[Saved data entries]

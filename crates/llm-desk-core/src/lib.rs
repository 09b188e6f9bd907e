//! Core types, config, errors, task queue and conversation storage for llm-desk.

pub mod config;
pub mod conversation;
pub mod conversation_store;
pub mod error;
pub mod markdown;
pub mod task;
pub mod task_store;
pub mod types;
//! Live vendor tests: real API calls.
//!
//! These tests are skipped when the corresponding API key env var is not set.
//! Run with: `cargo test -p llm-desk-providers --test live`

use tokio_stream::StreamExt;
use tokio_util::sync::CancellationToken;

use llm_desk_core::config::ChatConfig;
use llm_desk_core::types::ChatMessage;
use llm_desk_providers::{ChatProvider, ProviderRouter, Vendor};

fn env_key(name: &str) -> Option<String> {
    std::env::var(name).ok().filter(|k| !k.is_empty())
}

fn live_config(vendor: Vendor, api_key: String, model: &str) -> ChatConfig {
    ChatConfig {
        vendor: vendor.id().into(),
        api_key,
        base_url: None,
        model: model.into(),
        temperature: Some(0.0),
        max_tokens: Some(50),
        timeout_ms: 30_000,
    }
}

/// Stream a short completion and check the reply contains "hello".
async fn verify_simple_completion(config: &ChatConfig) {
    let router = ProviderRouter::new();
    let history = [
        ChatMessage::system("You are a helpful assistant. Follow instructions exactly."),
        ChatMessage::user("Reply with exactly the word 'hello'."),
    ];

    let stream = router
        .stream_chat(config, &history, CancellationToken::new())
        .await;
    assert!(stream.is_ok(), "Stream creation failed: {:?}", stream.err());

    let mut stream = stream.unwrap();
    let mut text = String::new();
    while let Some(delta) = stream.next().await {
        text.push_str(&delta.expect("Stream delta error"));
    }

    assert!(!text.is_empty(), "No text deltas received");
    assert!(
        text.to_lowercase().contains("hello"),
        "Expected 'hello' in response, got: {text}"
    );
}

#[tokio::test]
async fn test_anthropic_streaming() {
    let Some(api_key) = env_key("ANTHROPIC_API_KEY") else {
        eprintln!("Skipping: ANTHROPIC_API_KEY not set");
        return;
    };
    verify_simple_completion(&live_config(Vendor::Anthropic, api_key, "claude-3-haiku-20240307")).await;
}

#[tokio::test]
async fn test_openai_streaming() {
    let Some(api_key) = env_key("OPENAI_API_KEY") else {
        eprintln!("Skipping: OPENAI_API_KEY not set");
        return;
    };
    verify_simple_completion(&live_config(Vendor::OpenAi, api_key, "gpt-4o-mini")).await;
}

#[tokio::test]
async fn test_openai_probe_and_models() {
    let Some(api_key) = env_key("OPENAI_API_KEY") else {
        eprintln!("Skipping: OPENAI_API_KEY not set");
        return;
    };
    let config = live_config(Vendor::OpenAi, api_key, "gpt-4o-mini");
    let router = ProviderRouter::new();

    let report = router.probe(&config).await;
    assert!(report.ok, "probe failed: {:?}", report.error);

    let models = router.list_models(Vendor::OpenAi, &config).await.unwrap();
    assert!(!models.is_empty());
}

* * *

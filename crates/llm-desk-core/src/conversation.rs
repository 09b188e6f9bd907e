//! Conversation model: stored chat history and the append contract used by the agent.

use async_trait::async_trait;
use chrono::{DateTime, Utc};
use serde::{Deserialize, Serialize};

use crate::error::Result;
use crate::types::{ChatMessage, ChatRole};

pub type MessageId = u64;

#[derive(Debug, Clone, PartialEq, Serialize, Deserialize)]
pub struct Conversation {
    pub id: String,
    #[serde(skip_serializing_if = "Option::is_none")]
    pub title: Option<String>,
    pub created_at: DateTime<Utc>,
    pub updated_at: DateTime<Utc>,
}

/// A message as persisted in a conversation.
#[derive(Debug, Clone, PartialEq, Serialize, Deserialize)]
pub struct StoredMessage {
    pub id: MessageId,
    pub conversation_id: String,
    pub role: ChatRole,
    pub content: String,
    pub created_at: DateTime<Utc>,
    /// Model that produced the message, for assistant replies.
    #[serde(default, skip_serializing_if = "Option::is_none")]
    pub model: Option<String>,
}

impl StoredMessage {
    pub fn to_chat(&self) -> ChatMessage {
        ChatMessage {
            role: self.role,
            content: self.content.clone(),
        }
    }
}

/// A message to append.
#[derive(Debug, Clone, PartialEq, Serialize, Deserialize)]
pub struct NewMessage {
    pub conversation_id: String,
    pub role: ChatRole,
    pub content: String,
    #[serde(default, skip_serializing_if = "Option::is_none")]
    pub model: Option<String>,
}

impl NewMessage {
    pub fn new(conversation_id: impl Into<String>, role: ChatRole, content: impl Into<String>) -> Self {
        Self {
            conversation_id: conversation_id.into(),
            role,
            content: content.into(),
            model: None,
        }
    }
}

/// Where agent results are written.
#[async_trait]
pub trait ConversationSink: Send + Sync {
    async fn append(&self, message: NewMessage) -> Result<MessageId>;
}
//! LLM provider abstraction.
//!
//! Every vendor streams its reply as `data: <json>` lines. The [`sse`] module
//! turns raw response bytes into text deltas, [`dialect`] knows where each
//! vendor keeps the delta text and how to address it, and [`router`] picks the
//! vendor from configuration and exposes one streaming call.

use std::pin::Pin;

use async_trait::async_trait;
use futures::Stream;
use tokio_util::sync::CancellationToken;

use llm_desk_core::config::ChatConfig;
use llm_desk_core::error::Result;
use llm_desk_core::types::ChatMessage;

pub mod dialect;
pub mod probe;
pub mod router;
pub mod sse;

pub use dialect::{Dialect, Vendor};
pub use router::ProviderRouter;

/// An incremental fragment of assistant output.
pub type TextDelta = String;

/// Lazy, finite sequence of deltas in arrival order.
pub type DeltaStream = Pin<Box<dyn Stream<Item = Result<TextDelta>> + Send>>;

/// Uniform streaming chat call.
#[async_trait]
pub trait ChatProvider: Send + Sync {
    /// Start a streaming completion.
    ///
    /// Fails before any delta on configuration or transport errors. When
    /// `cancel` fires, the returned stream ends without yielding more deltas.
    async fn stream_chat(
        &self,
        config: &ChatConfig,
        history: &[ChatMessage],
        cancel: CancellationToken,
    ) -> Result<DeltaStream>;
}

PROBLEM TO WORK ON: Each line above that includes "assistant" should be shown.

SOLUTION BELOW:
        ChatMessage::system("You are a helpful assistant. Follow instructions exactly."),
    /// Model that produced the message, for assistant replies.
/// An incremental fragment of assistant output.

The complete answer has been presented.